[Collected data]
use std::{fmt, path::Path, str::FromStr, time::Duration};

use reqwest::Url;
use serde::{Deserialize, Serialize};
use thiserror::Error;
use tokio::time::Instant;

#[derive(Debug, Error)]
pub enum ConfigError {
    #[error("config file not found: {0}")]
    NotFound(String),
    #[error("failed to read config file {path}: {source}")]
    Read {
        path: String,
        #[source]
        source: std::io::Error,
    },
    #[error("invalid config: {0}")]
    Parse(#[from] serde_json::Error),
    #[error("apiUrl is required")]
    MissingUrl,
    #[error("invalid apiUrl '{url}': {reason}")]
    InvalidUrl { url: String, reason: String },
    #[error("HTTP method '{0}' is not supported (expected GET or POST)")]
    UnsupportedMethod(String),
    #[error("concurrentRequests must be at least 1")]
    NoWorkers,
    #[error("durationSeconds must be at least 1")]
    NoDuration,
    #[error("durationSeconds {0} is too large")]
    DurationTooLong(u64),
}

/// Request verbs the engine knows how to issue.
#[derive(Debug, Clone, Copy, PartialEq, Eq, Serialize, Deserialize)]
#[serde(rename_all = "UPPERCASE")]
pub enum HttpMethod {
    Get,
    Post,
}

impl FromStr for HttpMethod {
    type Err = ConfigError;

    fn from_str(s: &str) -> Result<Self, Self::Err> {
        match s.trim().to_ascii_uppercase().as_str() {
            "GET" => Ok(HttpMethod::Get),
            "POST" => Ok(HttpMethod::Post),
            _ => Err(ConfigError::UnsupportedMethod(s.to_string())),
        }
    }
}

impl fmt::Display for HttpMethod {
    fn fmt(&self, f: &mut fmt::Formatter<'_>) -> fmt::Result {
        match self {
            HttpMethod::Get => f.write_str("GET"),
            HttpMethod::Post => f.write_str("POST"),
        }
    }
}

/// Load test description as read from the JSON config file.
///
/// Values are kept raw here; [`LoadTestConfig::validate`] turns them into a
/// [`RunPlan`] the engine can execute.
#[derive(Debug, Clone, PartialEq, Serialize, Deserialize)]
#[serde(rename_all = "camelCase")]
pub struct LoadTestConfig {
    #[serde(default)]
    pub api_url: String,
    #[serde(default = "default_method")]
    pub http_method: String,
    #[serde(default = "default_concurrency")]
    pub concurrent_requests: usize,
    #[serde(default = "default_duration")]
    pub duration_seconds: u64,
}

fn default_method() -> String {
    "GET".to_string()
}

fn default_concurrency() -> usize {
    10
}

fn default_duration() -> u64 {
    10
}

impl LoadTestConfig {
    pub fn new(api_url: impl Into<String>) -> Self {
        Self {
            api_url: api_url.into(),
            http_method: default_method(),
            concurrent_requests: default_concurrency(),
            duration_seconds: default_duration(),
        }
    }

    pub fn from_json(json: &str) -> Result<Self, ConfigError> {
        Ok(serde_json::from_str(json)?)
    }

    pub fn load(path: impl AsRef<Path>) -> Result<Self, ConfigError> {
        let path = path.as_ref();
        if !path.exists() {
            return Err(ConfigError::NotFound(path.display().to_string()));
        }
        let json = std::fs::read_to_string(path).map_err(|source| ConfigError::Read {
            path: path.display().to_string(),
            source,
        })?;
        Self::from_json(&json)
    }

    /// Check every field and produce the plan the engine runs.
    pub fn validate(&self) -> Result<RunPlan, ConfigError> {
        let raw_url = self.api_url.trim();
        if raw_url.is_empty() {
            return Err(ConfigError::MissingUrl);
        }
        let url = Url::parse(raw_url).map_err(|e| ConfigError::InvalidUrl {
            url: raw_url.to_string(),
            reason: e.to_string(),
        })?;
        let method: HttpMethod = self.http_method.parse()?;
        if self.concurrent_requests == 0 {
            return Err(ConfigError::NoWorkers);
        }
        if self.duration_seconds == 0 {
            return Err(ConfigError::NoDuration);
        }
        let plan = RunPlan {
            endpoint: raw_url.to_string(),
            url,
            method,
            workers: self.concurrent_requests,
            duration: Duration::from_secs(self.duration_seconds),
        };
        // the engine needs `now + duration` to be representable
        plan.deadline_from(Instant::now())?;

        Ok(plan)
    }
}

/// A validated [`LoadTestConfig`].
#[derive(Debug, Clone, PartialEq)]
pub struct RunPlan {
    /// The URL as configured; recorded verbatim on every observation.
    pub endpoint: String,
    pub url: Url,
    pub method: HttpMethod,
    pub workers: usize,
    pub duration: Duration,
}

impl RunPlan {
    /// The instant a run started at `start` must stop.
    pub fn deadline_from(&self, start: Instant) -> Result<Instant, ConfigError> {
        start
            .checked_add(self.duration)
            .ok_or(ConfigError::DurationTooLong(self.duration.as_secs()))
    }
}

• PROBLEM DESCRIPTION:
The word "match" appears in some lines of the data. Copy every one of those lines.

• ANSWER TO THIS PROBLEM:
        match s.trim().to_ascii_uppercase().as_str() {
        match self {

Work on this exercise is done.